* **AIM OF THE TASK**
Write out the data below exactly, beginning with the first line and ending once the line that has "pub struct IdentifiedTheme" is written.

[Opening EXERCISE INPUTS section]

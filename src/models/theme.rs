use serde::{Deserialize, Serialize};
use std::fmt::Display;

/// A theme the analysis found in the user's query
#[derive(Debug, Clone, Default, Serialize, Deserialize, PartialEq)]
#[serde(rename_all = "camelCase")]
pub struct IdentifiedTheme {
    pub theme: String,
    pub category: String,
    /// 0.0 - 1.0
    pub confidence: f64,
    #[serde(default)]
    pub explanation: String,
}

#[derive(Debug, Clone, Default, Serialize, Deserialize, PartialEq)]
#[serde(rename_all = "camelCase")]
pub struct PsychologicalNeed {
    pub need: String,
    pub category: String,
    /// 0.0 - 1.0
    pub intensity: f64,
    /// 0.0 - 1.0
    #[serde(rename = "therapeutic_value")]
    pub therapeutic_value: f64,
}

#[derive(Debug, Clone, Default, Serialize, Deserialize, PartialEq)]
#[serde(rename_all = "camelCase")]
pub struct ArchetypalPattern {
    pub pattern: String,
    /// 0.0 - 1.0
    pub relevance: f64,
    pub stage: String,
    #[serde(default)]
    pub description: String,
}

#[derive(Debug, Clone, Default, Serialize, Deserialize, PartialEq)]
#[serde(rename_all = "camelCase")]
pub struct LifeStageAlignment {
    #[serde(default)]
    pub stage: String,
    #[serde(default)]
    pub relevance: f64,
    #[serde(default)]
    pub developmental_tasks: Vec<String>,
}

#[derive(Debug, Clone, Default, Serialize, Deserialize, PartialEq)]
#[serde(rename_all = "camelCase")]
pub struct CulturalContext {
    #[serde(default)]
    pub background: String,
    /// 0.0 - 1.0
    #[serde(default)]
    pub cross_cultural_relevance: f64,
    #[serde(default)]
    pub cultural_themes: Vec<String>,
}

/// Qualitative depth of the analysed query
///
/// Parsed leniently: labels are case-insensitive and anything unrecognised
/// reads as `Moderate`.
#[derive(Debug, Clone, Copy, Default, Serialize, Deserialize, PartialEq, Eq)]
#[serde(rename_all = "lowercase", from = "String")]
pub enum ThematicComplexity {
    Simple,
    #[default]
    Moderate,
    Complex,
    Profound,
}

impl From<String> for ThematicComplexity {
    fn from(label: String) -> Self {
        match label.trim().to_lowercase().as_str() {
            "simple" => ThematicComplexity::Simple,
            "complex" => ThematicComplexity::Complex,
            "profound" => ThematicComplexity::Profound,
            _ => ThematicComplexity::Moderate,
        }
    }
}

impl Display for ThematicComplexity {
    fn fmt(&self, f: &mut std::fmt::Formatter<'_>) -> std::fmt::Result {
        let label = match self {
            ThematicComplexity::Simple => "simple",
            ThematicComplexity::Moderate => "moderate",
            ThematicComplexity::Complex => "complex",
            ThematicComplexity::Profound => "profound",
        };
        write!(f, "{}", label)
    }
}

/// Snapshot produced by the theme analyzer for one request
#[derive(Debug, Clone, Default, Serialize, Deserialize, PartialEq)]
#[serde(rename_all = "camelCase")]
pub struct ThemeAnalysisResult {
    #[serde(default)]
    pub primary_themes: Vec<IdentifiedTheme>,
    #[serde(default)]
    pub secondary_themes: Vec<IdentifiedTheme>,
    #[serde(default)]
    pub psychological_needs: Vec<PsychologicalNeed>,
    #[serde(default)]
    pub archetypal_patterns: Vec<ArchetypalPattern>,
    #[serde(default)]
    pub life_stage_alignment: LifeStageAlignment,
    #[serde(default)]
    pub cultural_context: CulturalContext,
    #[serde(default)]
    pub thematic_complexity: ThematicComplexity,
}

impl ThemeAnalysisResult {
    pub fn primary_theme(&self) -> Option<&IdentifiedTheme> {
        self.primary_themes.first()
    }

    /// Primary themes first, then secondary
    pub fn all_themes(&self) -> impl Iterator<Item = &IdentifiedTheme> {
        self.primary_themes.iter().chain(self.secondary_themes.iter())
    }
}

[Closing EXERCISE INPUTS section]

* **EXERCISE OUTPUT**
filename src/models/theme.rs
use serde::{Deserialize, Serialize};
use std::fmt::Display;

/// A theme the analysis found in the user's query
#[derive(Debug, Clone, Default, Serialize, Deserialize, PartialEq)]
#[serde(rename_all = "camelCase")]
pub struct IdentifiedTheme {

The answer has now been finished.